As mentioned above, given that the Angel is investing more than just their finances, they can often require sizeable equity, diluting the existing control of the business.
Landscape of angel funding in the next few months to a year?
Despite the heavy toll COVID-19 has had on the economy, and consequently any economic activity, many believe that a resurgence in investor confidence is either present or in the offing. Although limited, there have been a number of success stories thanks to unwavering confidence in particular markets. That said, we believe that there will be just as much caution as there will be optimism. With the threat of a major recession still apparent, Angel investors are likely to prioritise the businesses they are already involved in, perhaps by participating in further investment rounds. Similarly, those businesses that have benefited from forced remote working or that have a real awareness or understanding of the physical and mental health strains the pandemic has placed on workers, will be able to demonstrate a better resilience to fears of further economic downturn or a second wave.
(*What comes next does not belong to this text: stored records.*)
//! Local key-value settings.
//!
//! Holds state that belongs to this client rather than to the persistence
//! backend: the cached keybinding override table and the current-document
//! pointer. Values are plain strings; callers decide their encoding.

pub mod error;

pub use error::SettingsError;

use std::collections::BTreeMap;
use std::fs;
use std::path::{Path, PathBuf};

/// Settings key holding the last selected document name.
pub const CURRENT_DOCUMENT_KEY: &str = "current_document";

/// Value stored under [`CURRENT_DOCUMENT_KEY`] when no document is selected.
pub const NO_DOCUMENT: &str = "None";

/// String key-value store for client-local state.
pub trait SettingsStore {
    /// Read a value.
    fn get(&self, key: &str) -> Option<String>;

    /// Write a value.
    ///
    /// # Errors
    ///
    /// Returns `SettingsError` if the value cannot be persisted.
    fn set(&mut self, key: &str, value: &str) -> Result<(), SettingsError>;

    /// Delete a value, if present.
    ///
    /// # Errors
    ///
    /// Returns `SettingsError` if the change cannot be persisted.
    fn remove(&mut self, key: &str) -> Result<(), SettingsError>;
}

/// In-memory settings, lost on drop.
#[derive(Debug, Clone, Default)]
pub struct MemorySettings {
    values: BTreeMap<String, String>,
}

impl MemorySettings {
    #[must_use]
    pub fn new() -> Self {
        Self::default()
    }

    /// Builder used by fixtures to pre-populate a key.
    #[must_use]
    pub fn with(mut self, key: &str, value: &str) -> Self {
        self.values.insert(key.to_string(), value.to_string());
        self
    }
}

impl SettingsStore for MemorySettings {
    fn get(&self, key: &str) -> Option<String> {
        self.values.get(key).cloned()
    }

    fn set(&mut self, key: &str, value: &str) -> Result<(), SettingsError> {
        self.values.insert(key.to_string(), value.to_string());
        Ok(())
    }

    fn remove(&mut self, key: &str) -> Result<(), SettingsError> {
        self.values.remove(key);
        Ok(())
    }
}

/// Settings persisted as a flat JSON object in a single file.
///
/// The whole file is rewritten on every change.
#[derive(Debug)]
pub struct JsonFileSettings {
    path: PathBuf,
    values: BTreeMap<String, String>,
}

impl JsonFileSettings {
    /// Open the settings file at `path`, starting empty if it does not exist.
    ///
    /// # Errors
    ///
    /// Returns `SettingsError` if an existing file cannot be read or parsed.
    pub fn open(path: impl AsRef<Path>) -> Result<Self, SettingsError> {
        let path = path.as_ref().to_path_buf();
        let values = if path.exists() {
            let contents = fs::read_to_string(&path)?;
            if contents.trim().is_empty() {
                BTreeMap::new()
            } else {
                serde_json::from_str(&contents)?
            }
        } else {
            BTreeMap::new()
        };

        Ok(Self { path, values })
    }

    /// Default location: `<data_local_dir>/pagewriter/settings.json`.
    ///
    /// # Errors
    ///
    /// Returns `SettingsError::PathError` if the data directory is unknown.
    pub fn default_path() -> Result<PathBuf, SettingsError> {
        let data_dir = dirs::data_local_dir().ok_or_else(|| {
            SettingsError::PathError("Could not determine data directory".to_string())
        })?;
        Ok(data_dir.join("pagewriter").join("settings.json"))
    }

    #[must_use]
    pub fn path(&self) -> &Path {
        &self.path
    }

    fn flush(&self) -> Result<(), SettingsError> {
        if let Some(parent) = self.path.parent() {
            fs::create_dir_all(parent)?;
        }
        let json = serde_json::to_string_pretty(&self.values)?;
        fs::write(&self.path, json)?;
        Ok(())
    }
}

impl SettingsStore for JsonFileSettings {
    fn get(&self, key: &str) -> Option<String> {
        self.values.get(key).cloned()
    }

    fn set(&mut self, key: &str, value: &str) -> Result<(), SettingsError> {
        self.values.insert(key.to_string(), value.to_string());
        self.flush()
    }

    fn remove(&mut self, key: &str) -> Result<(), SettingsError> {
        if self.values.remove(key).is_some() {
            self.flush()?;
        }
        Ok(())
    }
}

/// Read the current-document pointer; the literal `"None"` and a missing key
/// both mean no document.
#[must_use]
pub fn current_document(settings: &impl SettingsStore) -> Option<String> {
    settings
        .get(CURRENT_DOCUMENT_KEY)
        .filter(|name| name != NO_DOCUMENT)
}

/// Persist the current-document pointer.
///
/// # Errors
///
/// Returns `SettingsError` if the store cannot be written.
pub fn set_current_document(
    settings: &mut impl SettingsStore,
    name: Option<&str>,
) -> Result<(), SettingsError> {
    settings.set(CURRENT_DOCUMENT_KEY, name.unwrap_or(NO_DOCUMENT))
}
//! Backend error types
//!
//! Every failure a backend call can report. None of these are fatal to the
//! client: the session logs them and shows a notice.

use crate::db::{DbError, SnippetId};
use thiserror::Error;

/// Errors reported by the persistence backend
#[derive(Debug, Error)]
pub enum BackendError {
    /// Underlying storage failed
    #[error("Storage error: {0}")]
    Storage(#[from] DbError),

    /// No document with this name
    #[error("Document not found: {0}")]
    DocumentNotFound(String),

    /// No snippet with this id
    #[error("Snippet not found: {0}")]
    SnippetNotFound(SnippetId),

    /// Snippet exists but belongs to another document
    #[error("Snippet {id} does not belong to document '{document}'")]
    SnippetNotInDocument { id: SnippetId, document: String },

    /// Submitted snippet text was empty
    #[error("Snippet is empty")]
    EmptySnippet,

    /// Export could not be written
    #[error("Export failed: {0}")]
    Export(#[from] std::io::Error),
}

/// Result type for backend calls
pub type Result<T> = std::result::Result<T, BackendError>;

#[cfg(test)]
mod tests {
    use super::*;

    #[test]
    fn test_storage_error_from_db_error() {
        let error: BackendError = DbError::Unavailable("down".to_string()).into();
        assert!(error.to_string().starts_with("Storage error"));
    }

    #[test]
    fn test_snippet_not_in_document_display() {
        let error = BackendError::SnippetNotInDocument {
            id: 3,
            document: "todo".to_string(),
        };
        assert_eq!(error.to_string(), "Snippet 3 does not belong to document 'todo'");
    }
}
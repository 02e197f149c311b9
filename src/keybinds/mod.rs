//! Keybinding system.
//!
//! Chord strings, the built-in default table, the user override layer, and
//! the resolver that decides whether a key event triggers a command.

pub mod actions;
pub mod chord;
pub mod config;
pub mod resolver;

pub use actions::Command;
pub use chord::{Chord, ChordError, KeyInput};
pub use config::{KeybindTable, default_chord, default_keybinds};
pub use resolver::KeybindResolver;
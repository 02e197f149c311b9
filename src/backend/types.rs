//! Values exchanged with the backend

use crate::db::{DocumentRecord, SnippetId};
use serde::{Deserialize, Serialize};

/// A snippet as returned by the backend.
#[derive(Debug, Clone, PartialEq, Eq, Serialize, Deserialize)]
pub struct SnippetEntry {
    pub id: SnippetId,
    pub text: String,
}

/// A document as returned by the backend.
#[derive(Debug, Clone, PartialEq, Eq, Serialize, Deserialize)]
pub struct Document {
    pub name: String,
    pub snippets: Vec<SnippetEntry>,
}

impl From<DocumentRecord> for Document {
    fn from(record: DocumentRecord) -> Self {
        Self {
            name: record.name,
            snippets: record
                .snippets
                .into_iter()
                .map(|snippet| SnippetEntry {
                    id: snippet.id,
                    text: snippet.text,
                })
                .collect(),
        }
    }
}

/// Outcome of a `submit` call.
#[derive(Debug, Clone, PartialEq, Eq, Serialize, Deserialize)]
pub struct Submitted {
    /// Id of the new snippet, or of the identical snippet already present
    pub id: SnippetId,
    /// Document the snippet was appended to
    pub document: String,
    /// Whether the call created the document
    pub created_document: bool,
}
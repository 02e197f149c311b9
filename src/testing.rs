//! Testing utilities for pagewriter
//!
//! Fixtures for unit tests: an in-memory backend, a sled backend in a
//! temporary directory, and synchronizer/controller constructors wired to a
//! `RecordingPresenter`.
//!
//! Only available when compiled with `cfg(test)`.

use crate::backend::{Library, MemStorage, MemoryBackend, SledBackend};
use crate::controller::Controller;
use crate::db::Database;
use crate::settings::MemorySettings;
use crate::synchronizer::ViewSynchronizer;
use crate::ui::RecordingPresenter;
use std::path::Path;
use tempfile::TempDir;

pub type TestSync = ViewSynchronizer<MemoryBackend, MemorySettings, RecordingPresenter>;

pub type TestController = Controller<MemoryBackend, MemorySettings, RecordingPresenter>;

/// Empty in-memory backend; exports land in the system temp directory.
#[must_use]
pub fn memory_backend() -> MemoryBackend {
    Library::new(MemStorage::new(), std::env::temp_dir().join("pagewriter-test-export"))
}

/// Synchronizer over `backend` and `settings` with a recording presenter.
#[must_use]
pub fn sync_with(backend: MemoryBackend, settings: MemorySettings) -> TestSync {
    ViewSynchronizer::new(backend, settings, RecordingPresenter::new())
}

/// A sled-backed library in a temporary directory that is removed on drop.
pub struct TestDb {
    dir: TempDir,
    backend: SledBackend,
}

impl TestDb {
    /// Open a fresh database under a new temporary directory.
    ///
    /// # Panics
    /// Panics if the directory or database cannot be created.
    #[must_use]
    pub fn new() -> Self {
        let dir = TempDir::new().expect("Failed to create temp dir");
        let db = Database::open(dir.path().join("db")).expect("Failed to open test database");
        let backend = Library::new(db, dir.path().join("export"));
        Self { dir, backend }
    }

    #[must_use]
    pub const fn backend(&self) -> &SledBackend {
        &self.backend
    }

    #[must_use]
    pub fn path(&self) -> &Path {
        self.dir.path()
    }
}

#[cfg(test)]
mod tests {
    use super::*;
    use crate::backend::Backend;

    #[tokio::test]
    async fn test_db_basic() {
        let test_db = TestDb::new();
        assert!(test_db.path().join("db").exists());
        assert!(test_db.backend().load_snippets().await.unwrap().is_empty());
    }

    #[tokio::test]
    async fn test_db_with_data() {
        let test_db = TestDb::new();
        test_db.backend().submit("todo", "buy milk").await.unwrap();

        assert_eq!(test_db.backend().storage().count(), 1);
    }

    #[test]
    fn test_db_cleanup() {
        let path = {
            let test_db = TestDb::new();
            test_db.path().to_path_buf()
        };
        assert!(!path.exists());
    }

    #[tokio::test]
    async fn test_sync_with_starts_empty() {
        let sync = sync_with(memory_backend(), MemorySettings::new());
        assert!(sync.presenter().renders.is_empty());
        assert!(sync.backend().load_snippets().await.unwrap().is_empty());
    }
}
Interest in tourism and leisure appears to have been placed on the back burner unless Angel investors are willing to take a long-term look/ approach. In the same vain, it is likely that businesses with robust cash flow and a plausible pass to profitability look to be the ones in the highest demand, financial commentators seem to suggest that the days of “growth at any cost” could be behind us for the foreseeable future.
Recessions have been known to inspire innovation particularly in the tech sector where the ownership or operation of tangible assets are not paramount to the businesses ability to function. It is a prospective renters and prospective employers market as much as a prospective investors at the moment. Competition has never been so fierce with many early-stage businesses unable to cope with a lack of cash flow or investment. With that in mind, we can expect to see investor agreements with more investor friendly/bias terms and lower deal volume in general.